_Instructions for the task:_ Whenever a line below mentions the word "variables", that line should be copied.

Records from a dataset
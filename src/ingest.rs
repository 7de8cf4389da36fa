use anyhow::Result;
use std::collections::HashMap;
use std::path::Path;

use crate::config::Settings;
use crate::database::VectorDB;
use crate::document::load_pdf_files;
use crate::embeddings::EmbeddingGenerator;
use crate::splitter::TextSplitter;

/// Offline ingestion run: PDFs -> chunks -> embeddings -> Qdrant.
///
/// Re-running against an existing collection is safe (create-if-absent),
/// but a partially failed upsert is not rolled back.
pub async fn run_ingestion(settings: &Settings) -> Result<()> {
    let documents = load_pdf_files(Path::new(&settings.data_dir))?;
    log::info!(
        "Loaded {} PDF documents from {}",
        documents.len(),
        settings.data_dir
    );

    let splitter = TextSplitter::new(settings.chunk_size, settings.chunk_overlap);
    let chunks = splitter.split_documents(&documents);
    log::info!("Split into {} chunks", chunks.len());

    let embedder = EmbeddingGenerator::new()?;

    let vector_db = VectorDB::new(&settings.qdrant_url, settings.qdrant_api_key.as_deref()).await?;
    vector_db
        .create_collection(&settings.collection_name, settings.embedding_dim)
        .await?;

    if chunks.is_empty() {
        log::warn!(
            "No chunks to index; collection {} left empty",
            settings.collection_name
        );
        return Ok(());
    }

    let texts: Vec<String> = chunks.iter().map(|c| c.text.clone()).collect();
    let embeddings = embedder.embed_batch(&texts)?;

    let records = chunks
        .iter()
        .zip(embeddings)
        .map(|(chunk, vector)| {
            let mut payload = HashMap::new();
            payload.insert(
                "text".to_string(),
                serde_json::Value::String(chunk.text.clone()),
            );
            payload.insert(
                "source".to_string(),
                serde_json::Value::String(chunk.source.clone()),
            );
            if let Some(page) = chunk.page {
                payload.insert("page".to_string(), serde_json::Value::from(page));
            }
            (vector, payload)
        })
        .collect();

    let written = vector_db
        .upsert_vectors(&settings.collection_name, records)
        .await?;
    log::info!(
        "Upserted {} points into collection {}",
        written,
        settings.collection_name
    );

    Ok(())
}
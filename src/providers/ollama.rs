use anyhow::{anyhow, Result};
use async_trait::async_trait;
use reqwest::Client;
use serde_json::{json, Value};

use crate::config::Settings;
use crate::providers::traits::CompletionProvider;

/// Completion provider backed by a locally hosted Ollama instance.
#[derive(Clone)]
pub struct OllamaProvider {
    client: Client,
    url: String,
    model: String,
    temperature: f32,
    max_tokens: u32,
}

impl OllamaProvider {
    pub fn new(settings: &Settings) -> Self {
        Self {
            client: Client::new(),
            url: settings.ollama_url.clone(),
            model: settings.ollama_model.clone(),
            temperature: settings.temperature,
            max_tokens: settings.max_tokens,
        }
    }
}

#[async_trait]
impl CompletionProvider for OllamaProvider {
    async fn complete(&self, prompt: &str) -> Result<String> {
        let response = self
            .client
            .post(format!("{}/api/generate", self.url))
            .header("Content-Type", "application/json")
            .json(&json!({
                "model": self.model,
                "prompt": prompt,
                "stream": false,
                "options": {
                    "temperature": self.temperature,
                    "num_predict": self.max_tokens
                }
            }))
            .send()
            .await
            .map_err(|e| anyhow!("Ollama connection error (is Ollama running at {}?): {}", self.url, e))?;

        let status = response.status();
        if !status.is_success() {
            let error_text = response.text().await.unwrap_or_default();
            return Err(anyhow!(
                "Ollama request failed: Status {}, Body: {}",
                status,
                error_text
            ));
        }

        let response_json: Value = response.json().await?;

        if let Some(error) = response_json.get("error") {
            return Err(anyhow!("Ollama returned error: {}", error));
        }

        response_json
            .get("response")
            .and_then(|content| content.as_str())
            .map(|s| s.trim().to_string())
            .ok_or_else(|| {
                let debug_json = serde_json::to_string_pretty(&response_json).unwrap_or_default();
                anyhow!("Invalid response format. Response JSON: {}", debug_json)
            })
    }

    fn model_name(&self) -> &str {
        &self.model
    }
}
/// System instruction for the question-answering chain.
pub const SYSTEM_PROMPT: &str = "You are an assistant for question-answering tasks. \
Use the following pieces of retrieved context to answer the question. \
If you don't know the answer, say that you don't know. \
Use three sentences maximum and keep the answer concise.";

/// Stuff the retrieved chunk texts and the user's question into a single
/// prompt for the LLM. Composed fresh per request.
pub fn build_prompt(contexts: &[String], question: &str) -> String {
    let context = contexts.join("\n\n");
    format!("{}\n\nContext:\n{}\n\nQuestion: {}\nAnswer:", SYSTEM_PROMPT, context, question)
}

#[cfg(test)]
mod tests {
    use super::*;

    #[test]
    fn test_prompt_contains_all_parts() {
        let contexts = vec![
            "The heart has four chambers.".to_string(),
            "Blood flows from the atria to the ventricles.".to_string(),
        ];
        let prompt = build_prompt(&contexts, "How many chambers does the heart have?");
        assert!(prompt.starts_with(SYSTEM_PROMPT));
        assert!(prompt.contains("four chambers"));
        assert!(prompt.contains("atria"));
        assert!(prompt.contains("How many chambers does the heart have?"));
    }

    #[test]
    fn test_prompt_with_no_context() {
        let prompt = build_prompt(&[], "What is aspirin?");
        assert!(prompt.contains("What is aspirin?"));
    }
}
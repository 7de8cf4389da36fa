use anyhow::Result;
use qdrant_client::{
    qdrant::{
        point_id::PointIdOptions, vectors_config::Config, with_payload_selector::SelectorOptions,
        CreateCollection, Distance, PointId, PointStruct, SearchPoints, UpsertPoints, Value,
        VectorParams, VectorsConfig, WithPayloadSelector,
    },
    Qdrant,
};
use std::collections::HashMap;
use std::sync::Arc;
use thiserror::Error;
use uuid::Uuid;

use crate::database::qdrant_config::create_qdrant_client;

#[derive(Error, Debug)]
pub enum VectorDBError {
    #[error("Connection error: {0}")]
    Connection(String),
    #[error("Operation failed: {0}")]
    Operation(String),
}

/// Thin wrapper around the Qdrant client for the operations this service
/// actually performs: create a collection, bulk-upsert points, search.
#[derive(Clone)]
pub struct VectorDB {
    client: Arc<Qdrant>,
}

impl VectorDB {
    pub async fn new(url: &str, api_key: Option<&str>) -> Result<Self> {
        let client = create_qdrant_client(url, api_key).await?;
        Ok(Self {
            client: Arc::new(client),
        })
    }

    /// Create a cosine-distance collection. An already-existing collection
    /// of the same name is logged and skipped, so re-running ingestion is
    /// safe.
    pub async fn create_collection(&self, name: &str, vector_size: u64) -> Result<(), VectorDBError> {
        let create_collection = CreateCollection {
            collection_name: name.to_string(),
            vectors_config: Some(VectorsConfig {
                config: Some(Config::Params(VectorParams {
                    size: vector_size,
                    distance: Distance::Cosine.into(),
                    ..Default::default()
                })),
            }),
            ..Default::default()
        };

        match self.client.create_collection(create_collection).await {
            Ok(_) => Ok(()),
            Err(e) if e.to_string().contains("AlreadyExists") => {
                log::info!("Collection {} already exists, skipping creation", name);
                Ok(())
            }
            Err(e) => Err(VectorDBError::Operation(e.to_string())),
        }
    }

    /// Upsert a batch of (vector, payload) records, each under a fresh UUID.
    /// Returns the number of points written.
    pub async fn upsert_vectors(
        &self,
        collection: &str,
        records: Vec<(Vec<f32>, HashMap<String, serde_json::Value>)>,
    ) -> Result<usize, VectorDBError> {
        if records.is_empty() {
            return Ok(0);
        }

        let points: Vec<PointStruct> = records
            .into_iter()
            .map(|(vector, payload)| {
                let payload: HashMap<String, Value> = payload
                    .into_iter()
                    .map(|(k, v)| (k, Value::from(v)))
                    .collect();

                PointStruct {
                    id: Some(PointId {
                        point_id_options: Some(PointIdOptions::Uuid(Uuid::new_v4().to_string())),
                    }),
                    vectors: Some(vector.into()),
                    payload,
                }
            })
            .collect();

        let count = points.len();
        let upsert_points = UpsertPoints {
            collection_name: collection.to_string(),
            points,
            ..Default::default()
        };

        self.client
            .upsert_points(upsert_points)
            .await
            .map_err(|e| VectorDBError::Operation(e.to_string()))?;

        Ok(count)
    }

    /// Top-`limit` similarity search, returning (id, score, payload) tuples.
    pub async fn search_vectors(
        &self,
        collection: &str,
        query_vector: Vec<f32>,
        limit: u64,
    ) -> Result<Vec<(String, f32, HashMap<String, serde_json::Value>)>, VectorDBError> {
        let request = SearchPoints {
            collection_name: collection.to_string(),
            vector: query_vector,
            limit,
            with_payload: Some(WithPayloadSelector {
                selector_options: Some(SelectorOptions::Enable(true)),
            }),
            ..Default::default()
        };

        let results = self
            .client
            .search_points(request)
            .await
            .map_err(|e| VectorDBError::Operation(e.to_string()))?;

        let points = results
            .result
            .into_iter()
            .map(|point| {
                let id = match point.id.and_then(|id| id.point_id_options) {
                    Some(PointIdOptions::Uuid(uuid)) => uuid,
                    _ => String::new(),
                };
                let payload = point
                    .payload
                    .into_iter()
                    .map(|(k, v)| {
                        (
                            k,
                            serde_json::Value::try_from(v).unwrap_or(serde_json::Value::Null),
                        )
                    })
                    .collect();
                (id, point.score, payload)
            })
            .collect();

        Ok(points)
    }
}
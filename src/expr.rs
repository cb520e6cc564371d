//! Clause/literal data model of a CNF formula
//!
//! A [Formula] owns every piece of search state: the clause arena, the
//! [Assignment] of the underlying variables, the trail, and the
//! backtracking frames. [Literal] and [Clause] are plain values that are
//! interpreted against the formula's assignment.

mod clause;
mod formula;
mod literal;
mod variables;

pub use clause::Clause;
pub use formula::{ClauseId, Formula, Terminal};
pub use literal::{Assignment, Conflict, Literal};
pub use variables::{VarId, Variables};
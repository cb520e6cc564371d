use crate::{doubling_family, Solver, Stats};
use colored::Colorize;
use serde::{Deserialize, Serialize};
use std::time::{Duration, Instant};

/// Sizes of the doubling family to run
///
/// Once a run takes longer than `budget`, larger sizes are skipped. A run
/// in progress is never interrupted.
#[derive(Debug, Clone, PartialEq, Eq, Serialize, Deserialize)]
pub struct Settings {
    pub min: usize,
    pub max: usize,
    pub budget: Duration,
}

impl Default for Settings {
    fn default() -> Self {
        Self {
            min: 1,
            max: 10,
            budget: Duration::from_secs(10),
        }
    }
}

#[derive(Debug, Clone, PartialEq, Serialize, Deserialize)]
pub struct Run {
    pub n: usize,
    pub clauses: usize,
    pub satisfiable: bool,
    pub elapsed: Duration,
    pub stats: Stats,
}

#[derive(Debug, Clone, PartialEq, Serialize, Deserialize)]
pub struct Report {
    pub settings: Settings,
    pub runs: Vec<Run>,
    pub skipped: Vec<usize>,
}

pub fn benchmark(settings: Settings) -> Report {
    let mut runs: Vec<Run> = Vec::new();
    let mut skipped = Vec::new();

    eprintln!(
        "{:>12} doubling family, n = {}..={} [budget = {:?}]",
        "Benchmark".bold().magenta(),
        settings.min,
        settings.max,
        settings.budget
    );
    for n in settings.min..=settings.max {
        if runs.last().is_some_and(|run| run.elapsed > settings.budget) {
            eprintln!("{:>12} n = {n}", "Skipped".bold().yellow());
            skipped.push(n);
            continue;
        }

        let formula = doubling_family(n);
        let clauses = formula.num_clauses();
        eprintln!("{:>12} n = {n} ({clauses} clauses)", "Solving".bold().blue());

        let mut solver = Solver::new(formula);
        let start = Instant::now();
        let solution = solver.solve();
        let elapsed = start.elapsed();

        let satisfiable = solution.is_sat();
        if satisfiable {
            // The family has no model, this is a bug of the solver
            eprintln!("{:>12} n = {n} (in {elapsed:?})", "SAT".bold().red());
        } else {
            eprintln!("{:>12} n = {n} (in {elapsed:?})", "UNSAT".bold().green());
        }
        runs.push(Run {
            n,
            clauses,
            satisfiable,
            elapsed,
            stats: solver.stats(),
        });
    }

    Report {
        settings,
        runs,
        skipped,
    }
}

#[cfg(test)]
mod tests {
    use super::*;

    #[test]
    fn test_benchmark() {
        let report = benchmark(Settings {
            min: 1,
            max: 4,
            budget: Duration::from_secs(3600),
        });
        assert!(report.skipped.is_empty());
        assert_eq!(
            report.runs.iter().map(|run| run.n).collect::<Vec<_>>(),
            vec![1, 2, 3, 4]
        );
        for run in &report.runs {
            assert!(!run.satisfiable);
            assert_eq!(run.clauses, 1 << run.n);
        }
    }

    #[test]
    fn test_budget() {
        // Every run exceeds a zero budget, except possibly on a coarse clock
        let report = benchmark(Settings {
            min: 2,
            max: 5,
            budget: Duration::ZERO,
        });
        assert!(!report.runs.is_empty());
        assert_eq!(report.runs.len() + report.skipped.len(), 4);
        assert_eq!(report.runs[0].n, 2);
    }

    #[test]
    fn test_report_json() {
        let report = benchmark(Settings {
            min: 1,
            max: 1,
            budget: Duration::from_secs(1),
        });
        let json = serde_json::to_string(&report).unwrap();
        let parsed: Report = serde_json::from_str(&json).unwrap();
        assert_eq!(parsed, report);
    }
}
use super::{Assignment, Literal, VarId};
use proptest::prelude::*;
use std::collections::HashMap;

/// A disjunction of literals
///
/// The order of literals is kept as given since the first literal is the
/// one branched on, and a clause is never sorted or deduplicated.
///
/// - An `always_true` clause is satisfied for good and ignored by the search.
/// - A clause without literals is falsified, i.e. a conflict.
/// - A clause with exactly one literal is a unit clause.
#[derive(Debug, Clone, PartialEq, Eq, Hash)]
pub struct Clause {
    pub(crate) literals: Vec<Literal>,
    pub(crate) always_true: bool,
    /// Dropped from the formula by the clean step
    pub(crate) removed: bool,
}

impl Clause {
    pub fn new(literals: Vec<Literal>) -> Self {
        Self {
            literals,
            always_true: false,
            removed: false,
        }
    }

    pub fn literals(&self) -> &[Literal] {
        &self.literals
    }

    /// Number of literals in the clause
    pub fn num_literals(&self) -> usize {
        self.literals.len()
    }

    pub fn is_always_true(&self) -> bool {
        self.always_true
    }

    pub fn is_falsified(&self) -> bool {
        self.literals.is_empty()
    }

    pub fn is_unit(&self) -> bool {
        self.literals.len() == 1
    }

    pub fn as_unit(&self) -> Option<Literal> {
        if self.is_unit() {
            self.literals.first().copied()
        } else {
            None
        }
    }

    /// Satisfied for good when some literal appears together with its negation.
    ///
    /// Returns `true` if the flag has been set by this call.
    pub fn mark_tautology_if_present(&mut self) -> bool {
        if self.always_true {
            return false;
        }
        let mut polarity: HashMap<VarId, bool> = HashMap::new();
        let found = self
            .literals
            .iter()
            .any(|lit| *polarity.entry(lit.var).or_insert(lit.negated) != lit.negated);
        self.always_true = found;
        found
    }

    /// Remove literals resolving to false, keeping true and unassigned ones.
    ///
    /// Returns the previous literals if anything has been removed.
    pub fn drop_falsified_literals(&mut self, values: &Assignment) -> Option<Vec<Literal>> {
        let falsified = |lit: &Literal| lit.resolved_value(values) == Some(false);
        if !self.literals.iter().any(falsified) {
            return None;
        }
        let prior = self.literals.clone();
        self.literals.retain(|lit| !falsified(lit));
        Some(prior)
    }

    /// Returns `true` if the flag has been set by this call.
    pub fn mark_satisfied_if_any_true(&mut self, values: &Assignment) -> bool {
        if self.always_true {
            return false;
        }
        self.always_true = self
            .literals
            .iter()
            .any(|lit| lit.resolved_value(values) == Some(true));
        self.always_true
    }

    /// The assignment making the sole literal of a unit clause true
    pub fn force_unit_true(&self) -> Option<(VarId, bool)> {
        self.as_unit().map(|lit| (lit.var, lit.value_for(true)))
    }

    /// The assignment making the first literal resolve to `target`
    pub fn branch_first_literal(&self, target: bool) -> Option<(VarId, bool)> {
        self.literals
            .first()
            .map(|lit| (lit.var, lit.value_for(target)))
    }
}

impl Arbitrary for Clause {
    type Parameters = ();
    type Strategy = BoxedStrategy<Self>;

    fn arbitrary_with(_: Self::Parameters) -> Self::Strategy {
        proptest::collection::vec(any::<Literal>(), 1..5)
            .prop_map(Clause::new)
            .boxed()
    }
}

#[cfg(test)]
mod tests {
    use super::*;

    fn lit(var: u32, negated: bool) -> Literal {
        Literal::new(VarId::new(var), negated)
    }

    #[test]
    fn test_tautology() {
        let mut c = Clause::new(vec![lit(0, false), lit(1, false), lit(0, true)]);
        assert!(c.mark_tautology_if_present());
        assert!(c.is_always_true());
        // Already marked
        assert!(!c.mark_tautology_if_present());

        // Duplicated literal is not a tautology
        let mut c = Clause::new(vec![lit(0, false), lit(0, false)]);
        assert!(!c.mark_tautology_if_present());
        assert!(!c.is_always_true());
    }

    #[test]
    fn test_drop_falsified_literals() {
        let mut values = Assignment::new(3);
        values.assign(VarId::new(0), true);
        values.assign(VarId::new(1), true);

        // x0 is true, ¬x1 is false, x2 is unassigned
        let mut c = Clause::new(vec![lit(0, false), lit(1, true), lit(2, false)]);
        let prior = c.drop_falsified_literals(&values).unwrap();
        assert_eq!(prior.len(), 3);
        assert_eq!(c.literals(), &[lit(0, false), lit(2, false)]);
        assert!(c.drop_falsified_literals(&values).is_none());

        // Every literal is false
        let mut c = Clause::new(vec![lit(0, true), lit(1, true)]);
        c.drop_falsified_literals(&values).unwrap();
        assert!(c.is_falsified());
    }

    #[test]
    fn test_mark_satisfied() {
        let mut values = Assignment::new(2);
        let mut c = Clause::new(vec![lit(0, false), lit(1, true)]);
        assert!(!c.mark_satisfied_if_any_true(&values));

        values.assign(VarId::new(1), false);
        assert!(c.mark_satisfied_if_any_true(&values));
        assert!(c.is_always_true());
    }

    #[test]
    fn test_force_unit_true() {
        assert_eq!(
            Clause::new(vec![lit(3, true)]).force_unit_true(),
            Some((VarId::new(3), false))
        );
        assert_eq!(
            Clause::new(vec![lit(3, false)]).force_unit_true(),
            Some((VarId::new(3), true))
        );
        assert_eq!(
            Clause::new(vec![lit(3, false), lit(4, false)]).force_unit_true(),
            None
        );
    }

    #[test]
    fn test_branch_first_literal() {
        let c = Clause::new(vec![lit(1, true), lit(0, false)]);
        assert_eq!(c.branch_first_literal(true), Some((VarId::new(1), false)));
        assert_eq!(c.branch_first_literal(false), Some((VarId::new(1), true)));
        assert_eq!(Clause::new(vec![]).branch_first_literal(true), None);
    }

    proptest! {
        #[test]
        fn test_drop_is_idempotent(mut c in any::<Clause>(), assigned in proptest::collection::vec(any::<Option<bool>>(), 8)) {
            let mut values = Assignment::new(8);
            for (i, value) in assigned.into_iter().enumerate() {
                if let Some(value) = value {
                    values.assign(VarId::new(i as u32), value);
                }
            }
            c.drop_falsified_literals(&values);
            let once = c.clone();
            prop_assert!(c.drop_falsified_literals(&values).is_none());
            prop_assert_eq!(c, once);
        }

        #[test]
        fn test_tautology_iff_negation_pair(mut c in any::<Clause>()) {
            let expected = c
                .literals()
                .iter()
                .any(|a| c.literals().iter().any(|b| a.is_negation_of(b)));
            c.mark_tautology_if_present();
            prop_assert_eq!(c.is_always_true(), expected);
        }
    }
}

_Answer to the exercise:_
//! [Assignment] of the underlying variables, the trail, and the
mod variables;
pub use variables::{VarId, Variables};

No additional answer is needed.